_Saved entries_
────────────────
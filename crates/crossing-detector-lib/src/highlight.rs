//! Render plan for detected crossings
//!
//! Turns a [`DetectionResult`] into plain data a map renderer can draw (one
//! rectangle and one marker per crossing) and the text a UI lists.

use crate::{BoundingRegion, DetectionResult, LandmarkRegistry};
use geo::Coord;

#[cfg(feature = "serde")]
use serde::{Deserialize, Serialize};

/// Highlight for one crossing
#[derive(Clone, Debug, PartialEq)]
#[cfg_attr(feature = "serde", derive(Serialize, Deserialize))]
pub struct Highlight {
    /// Name of the landmark the label resolved to
    pub name: String,
    /// Label as reported by the detector
    pub label: String,
    pub estimated: bool,
    /// Rectangle to draw
    pub region: BoundingRegion,
    /// Marker position (`x = lng`, `y = lat`)
    pub center: Coord<f64>,
}

/// Resolve every crossing label to its landmark region.
///
/// Labels that match no landmark are skipped.
pub fn plan_highlights(result: &DetectionResult, registry: &LandmarkRegistry) -> Vec<Highlight> {
    result
        .crossings()
        .iter()
        .filter_map(|crossing| {
            let Some(landmark) = registry.find_by_name_or_substring(&crossing.label) else {
                tracing::debug!("No landmark region for '{}'", crossing.label);
                return None;
            };
            Some(Highlight {
                name: landmark.name.clone(),
                label: crossing.label.clone(),
                estimated: crossing.is_estimated(),
                region: landmark.bounds,
                center: landmark.bounds.center(),
            })
        })
        .collect()
}

/// Text listing of the crossings
pub fn summary(result: &DetectionResult) -> String {
    if result.is_empty() {
        return "No crossings found on the route.".to_string();
    }

    let mut text = format!("{} crossing(s) found on the route:", result.len());
    for label in result.labels() {
        text.push_str("\n- ");
        text.push_str(label);
    }
    text
}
────────────────
_ACTION ITEM_
Reply with the count alone: how many lines of the records contain the string "crossings"?

_ANSWER TO THE EXERCISE_
4